CIUDAD DE MÉXICO, 22 MAY.
Y volvimos a la Sala Principal del Palacio de Bellas Artes, ese teatro amado y majestuoso que estuvo cerrado al público por más de un año debido a la pandemia de COVID-19. La mitad del país está en semáforo verde y sólo un estado de la República se encuentra en color naranja. La vacunación avanza, lento, pero avanza. En el umbral de lo que habremos de llamar pospandemia, en esta gala de reapertura la fiesta no termina por empezar.
En el pórtico del Palacio una decena de trabajadores del Instituto Nacional de Bellas Artes denuncia con mantas, carteles y bocinas que los protocolos sanitarios para recibir al público no están apegados a los propios estatutos internos, ni fueron revisados por su Comisión de Seguridad e Higiene. Por ello, responsabilizan a las autoridades culturales de los riesgos que empleados, artistas y públicos están a punto de asumir al ingresar al recinto.
"Nosotros no conocemos los protocolos, responsabilizamos al INBAL de cualquier situación que se presente. No vamos a impedir el concierto, pero sí vamos a denunciar que no hay protocolos", dice uno de ellos por el altavoz.
Denuncias que han sido negadas por el INBAL en un comunicado, en el que aseguran que la presentación fue diseñada en estricto apego a las medidas para el cuidado de la salud de las y los integrantes de las agrupaciones artísticas y trabajadores del recinto.
Pese a las advertencias de los trabajadores, la gente ingresa teatro, pasa sus pies por el tapete desinfectante, permite la toma de temperatura y es rociado por un spray, medidas que, a la luz de un año y cinco meses de haber iniciado la pandemia, ha quedado claro que son inviables para mitigar los contagios, pero brindan, en el mejor de los casos, la sensación de ingresar a un espacio seguro, acaso con fe, porque qué más queda.
Asientos cancelados para garantizar la sana distancia, rostros cubiertos con mascarillas, algunas caretas por aquí y por allá, las puertas laterales abiertas, el aire acondicionado encendido.
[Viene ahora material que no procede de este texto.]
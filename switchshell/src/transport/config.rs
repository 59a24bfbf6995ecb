//! SSH connection configuration.

use std::path::PathBuf;
use std::time::Duration;

use secrecy::SecretString;

/// Host key verification mode, analogous to OpenSSH's `StrictHostKeyChecking`.
#[derive(Debug, Clone, Default)]
pub enum HostKeyVerification {
    /// Reject unknown and changed keys.
    Strict,

    /// Accept and auto-learn unknown keys, but reject changed keys.
    #[default]
    AcceptNew,

    /// Accept all keys without checking. For lab use only.
    Disabled,
}

/// Authentication credential for one host.
#[derive(Debug)]
pub enum Credential {
    /// Password authentication.
    Password(SecretString),

    /// Private key authentication.
    PrivateKey {
        /// Path to the private key file.
        path: PathBuf,
        /// Optional passphrase for encrypted keys.
        passphrase: Option<SecretString>,
    },
}

impl Credential {
    /// Password credential from plain text.
    pub fn password(password: impl Into<String>) -> Self {
        Credential::Password(SecretString::from(password.into()))
    }
}

/// A remote host to run commands on. The hostname is its identity.
#[derive(Debug)]
pub struct HostEndpoint {
    /// Hostname or IP address.
    pub hostname: String,

    /// SSH port.
    pub port: u16,

    /// Login user.
    pub username: String,

    /// Login credential.
    pub credential: Credential,
}

impl HostEndpoint {
    /// Create an endpoint on the default SSH port.
    pub fn new(
        hostname: impl Into<String>,
        username: impl Into<String>,
        credential: Credential,
    ) -> Self {
        Self {
            hostname: hostname.into(),
            port: 22,
            username: username.into(),
            credential,
        }
    }

    /// Override the SSH port.
    pub fn with_port(mut self, port: u16) -> Self {
        self.port = port;
        self
    }

    /// `user@host:port`, as used in log lines.
    pub fn display_target(&self) -> String {
        format!("{}@{}:{}", self.username, self.hostname, self.port)
    }
}

/// Idle time after which a connection is dropped, unless a command timeout
/// needs longer.
pub const DEFAULT_INACTIVITY_TIMEOUT: Duration = Duration::from_secs(300);

/// Connection options shared by every host of a run.
#[derive(Debug, Clone)]
pub struct SshOptions {
    /// Connect/authenticate timeout.
    pub connect_timeout: Duration,

    /// Drop the connection after this long without any traffic.
    pub inactivity_timeout: Option<Duration>,

    /// Negotiate zlib compression.
    pub compress: bool,

    /// Terminal width for the PTY.
    pub terminal_width: u32,

    /// Terminal height for the PTY. Pagers page at this height.
    pub terminal_height: u32,

    /// Host key verification mode.
    pub host_key_verification: HostKeyVerification,

    /// Path to known_hosts file.
    pub known_hosts_path: Option<PathBuf>,
}

impl Default for SshOptions {
    fn default() -> Self {
        Self {
            connect_timeout: Duration::from_secs(10),
            inactivity_timeout: Some(DEFAULT_INACTIVITY_TIMEOUT),
            compress: true,
            terminal_width: 80,
            terminal_height: 24,
            host_key_verification: HostKeyVerification::AcceptNew,
            known_hosts_path: None,
        }
    }
}
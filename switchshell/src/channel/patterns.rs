//! Prompt and pager marker matching.

use std::sync::LazyLock;

use regex::bytes::Regex;

/// Prompt markers used when none are configured.
pub const DEFAULT_PROMPTS: [&str; 2] = [" > ", " # "];

/// A pager waiting for a keystroke, e.g. `lines 1-45` or `lines 46-90/120`.
pub(crate) static PAGER_MARKER: LazyLock<Regex> =
    LazyLock::new(|| Regex::new(r"lines \d+-\d+").expect("valid pager pattern"));

/// End-of-command prompt markers.
///
/// A shell is considered idle when its output ends with one of the markers.
/// Each marker is compared against a tail of its own width, so the check
/// costs the same however much output has accumulated.
#[derive(Debug, Clone, PartialEq, Eq)]
pub struct PromptMarkers {
    markers: Vec<String>,
}

impl PromptMarkers {
    /// Build a marker set. Empty markers are ignored.
    pub fn new<I, S>(markers: I) -> Self
    where
        I: IntoIterator<Item = S>,
        S: Into<String>,
    {
        let markers: Vec<String> = markers
            .into_iter()
            .map(Into::into)
            .filter(|m| !m.is_empty())
            .collect();
        Self { markers }
    }

    /// Check whether `output` ends in an idle prompt.
    pub fn matches(&self, output: &[u8]) -> bool {
        self.markers.iter().any(|m| output.ends_with(m.as_bytes()))
    }

    /// The configured markers.
    pub fn markers(&self) -> &[String] {
        &self.markers
    }
}

impl Default for PromptMarkers {
    fn default() -> Self {
        Self::new(DEFAULT_PROMPTS)
    }
}
//! Per-run shell polling configuration.

use super::patterns::PromptMarkers;

/// Largest single read from a shell channel.
pub const READ_CHUNK_SIZE: usize = 64 * 1024;

/// Configuration for driving an interactive shell.
#[derive(Debug, Clone)]
pub struct ShellConfig {
    /// Markers that end a command.
    pub prompts: PromptMarkers,

    /// Maximum bytes per channel read.
    pub read_chunk_size: usize,
}

impl ShellConfig {
    /// Replace the prompt markers.
    pub fn with_prompts(mut self, prompts: PromptMarkers) -> Self {
        self.prompts = prompts;
        self
    }
}

impl Default for ShellConfig {
    fn default() -> Self {
        Self {
            prompts: PromptMarkers::default(),
            read_chunk_size: READ_CHUNK_SIZE,
        }
    }
}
Un espacio gigante que se percibe tan pequeño debido a su aforo reducido al 30%. Volvimos a la Sala Principal, pero no somos los mismos.
El silencio y un piano sobre el escenario. Y el telón con la imagen del Popocatépetl e Iztaccíhuatl y sus 24 toneladas. En las bocinas, una voz: "Nuestro agradecimiento a todos ustedes por hacer posible este concierto. Bienvenidos".
Gustavo Cuautli, Oscar Velázquez, Angelina Rojas, Mauricio Esquivel, Penélope Luna y Graciela Díaz, integrantes de Solistas Ensamble, una de las agrupaciones artísticas del INBAL, aparecen uno a uno sobre el escenario, acompañados del pianista Eric Fernández, para cantar un programa con el que se recuerda el 120 aniversario luctuoso de Giuseppe Verdi, conformado por sus dos conjuntos de Seis canciones (Seste Romanze) publicados en 1838 y 1845.
Las mascarillas, hechas especialmente para los cantantes, son inusuales. Amplias y alargadas, como el pico de un pato. Son producto de una serie de estudios realizados por los directores corales del INBAL, en colaboración con diseñadores de vestuario, cuyo objetivo es permitir una resonancia mayor para que el sonido sea más claro. El objetivo se cumple en la mayoría de los casos. El canto suena casi limpio.
Y volvimos todos a la Sala Principal. Ahí están los cantantes, ahí está la música en vivo, ahí está la experiencia robada por más de un año: la presencialidad. Pero no somos los mismos. El aforo del 30% no es ocupado en su totalidad, asientos no cancelados están vacíos. Un aplauso tibio. Un público que conforme pasan los minutos se retira con la velocidad de un gotero.
Han pasado 60 minutos de música. No hay vivas, ni aplausos que hagan volver a los músicos, acaso por protocolo, acaso porque no tienen la potencia para propiciar un retorno. El concierto se da por concluido y las luces se encienden. Nos vemos a los ojos. Ahí está la experiencia compartida, la emoción, pero la fiesta no termina por empezar. Volvimos a la Sala Principal, pero no somos los mismos.